Caterina’s Story, Part 4: Talking About Trauma

When we talk about our trauma we have the opportunity to examine the beliefs and behaviors that were born from it. Often these beliefs and behaviors, which may originally keep us safe, hurt us later in life.

Allowing our trauma to speak gives us the opportunity to heal it. My trauma speaks through my inner child. In the middle of May, I began to ‘hear’ my inner child. She spoke freely as I wrote and wrote, filling 100s of pages of journals. She told me many, many stories of the trauma she’s endured both as a child and as a previously unseen and unheard child trapped in my adult body.

Hearing my stories in her voice began to allow me to better understand my behavior and thoughts, in particular the protective patterns and toxic/limiting beliefs that I have, which, sure enough, hurt me now.

As a child, these behaviors and beliefs were crafted to protect me because I had no control over my environment. But now, as an adult, surrounded by people who love me, they keep me isolated and feeling powerless and afraid instead of safe. I call them my CAGES, a term coined (as best I can tell) by Glennon Doyle.

My belief that ‘HELP HAS A PRICE’ and my resulting behaviors, especially ‘NOT ASKING FOR HELP’, is a cage I created as a child to keep me safe, which I am now learning to BREAK FREE from. This is a story about why I built that cage. It was told to me by my inner child...

In Grade 3 I was transferred from a public school to a private one after my teacher threw a desk. I don’t remember being afraid. The new private school is called Montessori and it’s housed in a walk-up apartment building.

I don’t remember the first teacher there but I remember the second. He is a big man with a reddish mustache and my parents are friends with him and his wife, a small Asian woman. Sometimes we spend Saturday evenings at their home. They have one daughter. I don’t remember anything about her.

But I remember him.

Not at first. At first, I block him out. I block him out because when I walk to the front of the class to ask for help he touches me. I learn that when you want something from a man you have to let them touch you. Help has a price.

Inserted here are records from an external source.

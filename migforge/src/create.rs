//! Migration creation
//!
//! Renders a new, empty migration of the requested kind and writes it into
//! the migrations directory.

use crate::codegen::{self, MigrationData, TemplateEngine};
use crate::driver::Driver;
use crate::kind::MigrationKind;
use crate::naming::MigrationStamp;
use crate::scanner::{MigrationPattern, MigrationSet};
use crate::writer;
use crate::{MigforgeError, Result};
use chrono::{DateTime, Utc};
use std::path::{Path, PathBuf};

/// What to generate
#[derive(Debug, Clone)]
pub struct CreateOptions {
    pub name: String,
    pub kind: MigrationKind,
    pub package_name: String,
    pub driver: Driver,
    pub up_body: String,
    pub down_body: String,
}

impl CreateOptions {
    pub fn new(name: impl Into<String>, package_name: impl Into<String>) -> Self {
        Self {
            name: name.into(),
            kind: MigrationKind::default(),
            package_name: package_name.into(),
            driver: Driver::default(),
            up_body: String::new(),
            down_body: String::new(),
        }
    }

    pub fn kind(mut self, kind: MigrationKind) -> Self {
        self.kind = kind;
        self
    }

    pub fn driver(mut self, driver: Driver) -> Self {
        self.driver = driver;
        self
    }

    pub fn up(mut self, body: impl Into<String>) -> Self {
        self.up_body = body.into();
        self
    }

    pub fn down(mut self, body: impl Into<String>) -> Self {
        self.down_body = body.into();
        self
    }
}

/// A migration file that was written
#[derive(Debug, Clone)]
pub struct CreatedMigration {
    pub stamp: MigrationStamp,
    pub kind: MigrationKind,
    pub path: PathBuf,
}

/// Creates migration files
pub struct Creator<'a> {
    engine: &'a dyn TemplateEngine,
    pattern: MigrationPattern,
}

impl<'a> Creator<'a> {
    pub fn new(engine: &'a dyn TemplateEngine, extension: &str) -> Result<Self> {
        Ok(Self {
            engine,
            pattern: MigrationPattern::new(extension)?,
        })
    }

    /// Name, render and write a migration created at `instant`.
    ///
    /// Nothing is written when the name is empty after normalization, when
    /// the key is already used by a file in `dir`, or when rendering fails.
    pub fn create_at(
        &self,
        dir: &Path,
        options: &CreateOptions,
        instant: DateTime<Utc>,
    ) -> Result<CreatedMigration> {
        let stamp = MigrationStamp::new(&options.name, instant, self.pattern.extension());
        if stamp.name.is_empty() {
            return Err(MigforgeError::EmptyName(options.name.clone()));
        }

        if dir.exists() {
            let existing = MigrationSet::scan(dir, &self.pattern)?;
            if let Some(taken) = existing.get(stamp.key) {
                return Err(MigforgeError::DuplicateKey {
                    key: stamp.key.value(),
                    first: taken.path.clone(),
                    second: dir.join(&stamp.file_name),
                });
            }
        }

        let data = MigrationData {
            package_name: options.package_name.clone(),
            identifier: stamp.identifier.clone(),
            key: stamp.key.value(),
            driver_name: options.driver.type_name(),
            normalized_name: stamp.name.snake_case(),
            up_body: options.up_body.clone(),
            down_body: options.down_body.clone(),
            raw_fence: codegen::raw_fence(&[options.up_body.as_str(), options.down_body.as_str()]),
            created_at: stamp.created_at_rfc3339(),
        };
        let content = self.engine.render_migration(options.kind, &data)?;

        let path = dir.join(&stamp.file_name);
        writer::write_new(&path, &content)?;

        Ok(CreatedMigration {
            stamp,
            kind: options.kind,
            path,
        })
    }

    /// Create a migration stamped with the current time
    pub fn create(&self, dir: &Path, options: &CreateOptions) -> Result<CreatedMigration> {
        // One clock read for key, filename and timestamp
        self.create_at(dir, options, Utc::now())
    }
}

Later he takes many of the kids at the school out for a walk at the beginning of spring to play on a snow pile in a parking lot. I remember seeing him with an older blonde girl. She is not pretty. It doesn’t matter though because he has his arm around her shoulders and his hand down her shirt. I know instinctively that I cannot tell. So I forget.

But then in Grade 4, a new girl joins my class and everything changes. One day behind the school in the alley she tells me that she has told her Mom about what he does and her Mom is very angry.

I feel sick.

She tells me her Mom is calling the school and amidst my sickness I am confused.

Later that day, or maybe that week, I am called to the office. They are interviewing all the girls I am told and it is my turn.

I am terrified and I don’t want to go.

I am crying before I even reach the office.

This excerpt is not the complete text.